======== Dataset records ========

//! Proactive token refresh.
//!
//! [`TokenRefresher`] decides when a session needs new credentials, retries
//! transient provider failures with exponential backoff, and keeps two
//! timers per session: a primary one firing `refresh_threshold` before
//! expiry, and a background one refreshing on a fixed period while expiry
//! is still far away.

use std::sync::{Arc, Weak};
use std::time::Duration;

use parking_lot::Mutex;
use time::OffsetDateTime;
use tokio::sync::broadcast;
use tokio::task::JoinHandle;
use tokio::time::{Instant, MissedTickBehavior};

use crate::session::{AuthError, AuthProvider, EnhancedSession, SessionManager, SessionStorage};
use crate::types::SessionId;

/// Outcome of a refresh, as seen by subscribers.
#[derive(Debug, Clone, PartialEq, Eq)]
#[non_exhaustive]
pub enum RefreshEvent {
    Refreshed {
        session_id: SessionId,
        expires_at: OffsetDateTime,
    },
    /// Retries exhausted or a terminal failure. Callers typically clear the
    /// session and send the user back to sign-in.
    Failed(AuthError),
}

/// Shortest wait between two timer-driven refreshes.
const MIN_REARM_DELAY: Duration = Duration::from_secs(1);

#[derive(Default)]
struct Timers {
    primary: Option<JoinHandle<()>>,
    background: Option<JoinHandle<()>>,
}

impl Timers {
    fn abort(&mut self) -> bool {
        let mut aborted = false;
        for task in [self.primary.take(), self.background.take()].into_iter().flatten() {
            task.abort();
            aborted = true;
        }
        aborted
    }
}

/// Keeps one [`SessionManager`]'s session fresh: on demand with
/// [`refresh_token_with_retry`](Self::refresh_token_with_retry), or on timers
/// armed by [`start_auto_refresh`](Self::start_auto_refresh).
pub struct TokenRefresher<P, S> {
    manager: Arc<SessionManager<P, S>>,
    events: broadcast::Sender<RefreshEvent>,
    timers: Mutex<Timers>,
}

impl<P: AuthProvider, S: SessionStorage> TokenRefresher<P, S> {
    /// Create a refresher for `manager`. No timer runs until
    /// [`start_auto_refresh`](Self::start_auto_refresh).
    #[must_use]
    pub fn new(manager: Arc<SessionManager<P, S>>) -> Arc<Self> {
        let (events, _) = broadcast::channel(16);
        Arc::new(Self {
            manager,
            events,
            timers: Mutex::new(Timers::default()),
        })
    }

    /// The manager whose session is refreshed.
    #[must_use]
    pub fn manager(&self) -> &Arc<SessionManager<P, S>> {
        &self.manager
    }

    /// Refresh outcomes, including failures of timer-driven refreshes.
    #[must_use]
    pub fn subscribe(&self) -> broadcast::Receiver<RefreshEvent> {
        self.events.subscribe()
    }

    /// `true` when auto refresh is enabled and `session` expires within the
    /// refresh threshold. Always `false` without a session.
    #[must_use]
    pub fn should_refresh(&self, session: Option<&EnhancedSession>) -> bool {
        self.should_refresh_at(session, self.manager.now())
    }

    fn should_refresh_at(&self, session: Option<&EnhancedSession>, now: OffsetDateTime) -> bool {
        let config = self.manager.config();
        let Some(session) = session else {
            return false;
        };
        if !config.auto_refresh() {
            return false;
        }
        // A threshold beyond `time::Duration`'s range covers any expiry.
        time::Duration::try_from(config.refresh_threshold())
            .map_or(true, |threshold| session.time_to_expiry(now) <= threshold)
    }

    /// When the primary timer for `session` fires. A threshold reaching
    /// before the representable range saturates to the Unix epoch, i.e. "now".
    #[must_use]
    pub fn next_refresh_at(&self, session: &EnhancedSession) -> OffsetDateTime {
        time::Duration::try_from(self.manager.config().refresh_threshold())
            .ok()
            .and_then(|threshold| session.expires_at.checked_sub(threshold))
            .unwrap_or(OffsetDateTime::UNIX_EPOCH)
    }

    /// Refresh through the manager, retrying retryable failures with
    /// exponential backoff up to `max_retries` times.
    ///
    /// # Errors
    ///
    /// Returns the last [`AuthError`], with [`attempts`](AuthError::attempts)
    /// set to the number of refresh attempts made. A `Failed` event is
    /// published as well.
    pub async fn refresh_token_with_retry(&self) -> Result<EnhancedSession, AuthError> {
        let config = self.manager.config();
        let mut attempt: u32 = 0;
        loop {
            match self.manager.refresh_token().await {
                Ok(session) => {
                    let _ = self.events.send(RefreshEvent::Refreshed {
                        session_id: session.session_id,
                        expires_at: session.expires_at,
                    });
                    return Ok(session);
                }
                Err(err) if err.is_retryable() && attempt < config.max_retries() => {
                    let delay = config.retry_delay(attempt);
                    attempt += 1;
                    tracing::warn!(
                        attempt,
                        max_retries = config.max_retries(),
                        delay_ms = delay.as_millis() as u64,
                        kind = %err.kind(),
                        "Token refresh failed, retrying"
                    );
                    tokio::time::sleep(delay).await;
                }
                Err(err) => {
                    let err = err.with_attempts(attempt + 1);
                    tracing::error!(
                        attempts = err.attempts(),
                        kind = %err.kind(),
                        error = %err,
                        "Token refresh failed"
                    );
                    let _ = self.events.send(RefreshEvent::Failed(err.clone()));
                    return Err(err);
                }
            }
        }
    }

    /// Arm the primary and background timers for `session`, replacing any
    /// running ones. Does nothing when auto refresh is disabled.
    pub fn start_auto_refresh(self: &Arc<Self>, session: &EnhancedSession) {
        if !self.manager.config().auto_refresh() {
            tracing::debug!("Auto refresh disabled");
            return;
        }

        let mut timers = self.timers.lock();
        timers.abort();
        timers.primary = Some(self.spawn_primary(session.clone()));
        if let Some(period) = self.manager.config().background_refresh_interval {
            timers.background = Some(self.spawn_background(period));
        }
        tracing::debug!(
            session_id = %session.session_id,
            refresh_at = %self.next_refresh_at(session),
            "Auto refresh armed"
        );
    }

    /// Cancel pending timers. A refresh already sent to the provider still
    /// completes.
    pub fn stop_auto_refresh(&self) {
        if self.timers.lock().abort() {
            tracing::debug!("Auto refresh stopped");
        }
    }

    /// `true` while a primary or background timer is armed.
    #[must_use]
    pub fn is_running(&self) -> bool {
        let timers = self.timers.lock();
        timers.primary.as_ref().is_some_and(|t| !t.is_finished())
            || timers.background.as_ref().is_some_and(|t| !t.is_finished())
    }

    fn spawn_primary(self: &Arc<Self>, session: EnhancedSession) -> JoinHandle<()> {
        let weak: Weak<Self> = Arc::downgrade(self);
        tokio::spawn(async move {
            let mut session = session;
            let mut just_refreshed = false;
            loop {
                let delay = {
                    let Some(refresher) = weak.upgrade() else {
                        return;
                    };
                    let now = refresher.manager.now();
                    let wait = refresher.next_refresh_at(&session) - now;
                    let delay = Duration::try_from(wait).unwrap_or(Duration::ZERO);
                    if just_refreshed && delay.is_zero() {
                        // Fresh tokens already inside the threshold: back off to
                        // half their lifetime instead of refreshing back to back.
                        let ttl = session.time_to_expiry(now);
                        tracing::warn!(
                            session_id = %session.session_id,
                            ttl_secs = ttl.whole_seconds(),
                            "Provider issued tokens inside the refresh threshold"
                        );
                        Duration::try_from(ttl / 2)
                            .unwrap_or(Duration::ZERO)
                            .max(MIN_REARM_DELAY)
                    } else {
                        delay
                    }
                };
                if !delay.is_zero() {
                    tokio::time::sleep(delay).await;
                }

                let Some(refresher) = weak.upgrade() else {
                    return;
                };
                let Some(current) = refresher.manager.current_session() else {
                    tracing::debug!("No session left to refresh, primary timer done");
                    return;
                };
                // Renewed meanwhile (background timer or another tab): re-arm.
                if !refresher.should_refresh(Some(&current)) {
                    session = current;
                    just_refreshed = false;
                    continue;
                }
                match refresher.refresh_token_with_retry().await {
                    Ok(refreshed) => {
                        session = refreshed;
                        just_refreshed = true;
                    }
                    Err(_) => return,
                }
            }
        })
    }

    fn spawn_background(self: &Arc<Self>, period: Duration) -> JoinHandle<()> {
        let weak: Weak<Self> = Arc::downgrade(self);
        tokio::spawn(async move {
            let mut ticker = tokio::time::interval_at(Instant::now() + period, period);
            ticker.set_missed_tick_behavior(MissedTickBehavior::Delay);
            loop {
                ticker.tick().await;
                let Some(refresher) = weak.upgrade() else {
                    return;
                };
                let current = refresher.manager.current_session();
                // Imminent expiry belongs to the primary timer.
                if current.is_none() || refresher.should_refresh(current.as_ref()) {
                    continue;
                }
                if let Err(e) = refresher.refresh_token_with_retry().await {
                    tracing::warn!(kind = %e.kind(), "Background token refresh failed");
                }
            }
        })
    }
}

impl<P, S> Drop for TokenRefresher<P, S> {
    fn drop(&mut self) {
        self.timers.get_mut().abort();
    }
}
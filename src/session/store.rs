use super::traits::SessionStorage;
use super::types::EnhancedSession;
use crate::error::Error;
use crate::types::SessionId;

const CURRENT_SUFFIX: &str = "current";

/// Session records on top of a [`SessionStorage`].
///
/// Layout: each record at `{prefix}:{session_id}`, and the id of the tab's
/// current session at `{prefix}:current`. Unreadable records are reported
/// as absent.
#[derive(Debug, Clone)]
pub(crate) struct SessionStore<S> {
    storage: S,
    prefix: String,
}

impl<S: SessionStorage> SessionStore<S> {
    pub(crate) fn new(storage: S, prefix: impl Into<String>) -> Self {
        Self {
            storage,
            prefix: prefix.into(),
        }
    }

    fn record_key(&self, id: &SessionId) -> String {
        format!("{}:{id}", self.prefix)
    }

    fn current_key(&self) -> String {
        format!("{}:{CURRENT_SUFFIX}", self.prefix)
    }

    pub(crate) async fn current_id(&self) -> Result<Option<SessionId>, Error> {
        let Some(raw) = self.storage.get(&self.current_key()).await? else {
            return Ok(None);
        };
        match raw.trim().parse() {
            Ok(id) => Ok(Some(id)),
            Err(_) => {
                tracing::warn!(value = %raw, "Corrupted current-session pointer, ignoring");
                Ok(None)
            }
        }
    }

    pub(crate) async fn load(&self, id: &SessionId) -> Result<Option<EnhancedSession>, Error> {
        let Some(raw) = self.storage.get(&self.record_key(id)).await? else {
            return Ok(None);
        };
        match serde_json::from_str::<EnhancedSession>(&raw) {
            Ok(session) => Ok(Some(session)),
            Err(e) => {
                tracing::warn!(session_id = %id, error = %e, "Corrupted session record, ignoring");
                Ok(None)
            }
        }
    }

    pub(crate) async fn load_current(&self) -> Result<Option<EnhancedSession>, Error> {
        match self.current_id().await? {
            Some(id) => self.load(&id).await,
            None => Ok(None),
        }
    }

    /// Write a record without touching the current pointer.
    pub(crate) async fn save(&self, session: &EnhancedSession) -> Result<(), Error> {
        let json = serde_json::to_string(session)?;
        self.storage
            .set(&self.record_key(&session.session_id), json)
            .await
    }

    /// Write a record and make it the current session.
    pub(crate) async fn save_current(&self, session: &EnhancedSession) -> Result<(), Error> {
        self.save(session).await?;
        self.storage
            .set(&self.current_key(), session.session_id.to_string())
            .await
    }

    /// Remove a record; clears the current pointer too if it pointed there.
    pub(crate) async fn remove(&self, id: &SessionId) -> Result<(), Error> {
        self.storage.remove(&self.record_key(id)).await?;
        if self.current_id().await?.as_ref() == Some(id) {
            self.storage.remove(&self.current_key()).await?;
        }
        Ok(())
    }

    /// Every record, skipping corrupted ones.
    pub(crate) async fn load_all(&self) -> Result<Vec<EnhancedSession>, Error> {
        let current_key = self.current_key();
        let mut sessions = Vec::new();
        for key in self.storage.keys(&format!("{}:", self.prefix)).await? {
            if key == current_key {
                continue;
            }
            let Some(raw) = self.storage.get(&key).await? else {
                continue;
            };
            match serde_json::from_str::<EnhancedSession>(&raw) {
                Ok(session) => sessions.push(session),
                Err(e) => tracing::warn!(key = %key, error = %e, "Skipping corrupted session record"),
            }
        }
        Ok(sessions)
    }

    /// Remove every key under the prefix, corrupted records included.
    pub(crate) async fn remove_all(&self) -> Result<usize, Error> {
        let keys = self.storage.keys(&format!("{}:", self.prefix)).await?;
        let count = keys.len();
        for key in keys {
            self.storage.remove(&key).await?;
        }
        Ok(count)
    }

    #[cfg(test)]
    pub(crate) fn storage(&self) -> &S {
        &self.storage
    }
}

#[cfg(test)]
mod tests {
    use time::{Duration, OffsetDateTime};

    use super::*;
    use crate::fingerprint::{EnvironmentSignals, FingerprintValidator};
    use crate::session::MemoryStorage;
    use crate::types::{AuthUser, ProviderSession};

    fn session() -> EnhancedSession {
        let now = OffsetDateTime::now_utc();
        EnhancedSession::new(
            ProviderSession::new("at", "rt", now + Duration::hours(1)),
            AuthUser::new("driver-9"),
            FingerprintValidator::new(EnvironmentSignals::new("ua")).generate(),
            now,
        )
    }

    fn store() -> SessionStore<MemoryStorage> {
        SessionStore::new(MemoryStorage::new(), "enhanced_session")
    }

    #[tokio::test]
    async fn save_current_then_load() {
        let store = store();
        let s = session();
        store.save_current(&s).await.unwrap();

        assert_eq!(store.current_id().await.unwrap(), Some(s.session_id));
        assert_eq!(store.load_current().await.unwrap(), Some(s));
    }

    #[tokio::test]
    async fn corrupted_record_reads_as_absent() {
        let store = store();
        let s = session();
        store.save_current(&s).await.unwrap();
        store
            .storage()
            .set(&format!("enhanced_session:{}", s.session_id), "{not json".into())
            .await
            .unwrap();

        assert!(store.load_current().await.unwrap().is_none());
        assert!(store.load_all().await.unwrap().is_empty());
    }

    #[tokio::test]
    async fn corrupted_pointer_reads_as_absent() {
        let store = store();
        store
            .storage()
            .set("enhanced_session:current", "definitely-not-a-ulid".into())
            .await
            .unwrap();
        assert!(store.current_id().await.unwrap().is_none());
    }

    #[tokio::test]
    async fn remove_clears_pointer_only_for_current() {
        let store = store();
        let current = session();
        let other = session();
        store.save(&other).await.unwrap();
        store.save_current(&current).await.unwrap();

        store.remove(&other.session_id).await.unwrap();
        assert_eq!(store.current_id().await.unwrap(), Some(current.session_id));

        store.remove(&current.session_id).await.unwrap();
        assert!(store.current_id().await.unwrap().is_none());
    }

    #[tokio::test]
    async fn load_all_and_remove_all() {
        let store = store();
        store.save_current(&session()).await.unwrap();
        store.save(&session()).await.unwrap();
        store.storage().set("unrelated", "x".into()).await.unwrap();

        assert_eq!(store.load_all().await.unwrap().len(), 2);
        assert_eq!(store.remove_all().await.unwrap(), 3);
        assert!(store.load_all().await.unwrap().is_empty());
        assert_eq!(store.storage().len(), 1);
    }
}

========

* Required action:
A single figure is all that is needed: the number of lines above that contain the string "inside".

* Result for this exercise:
2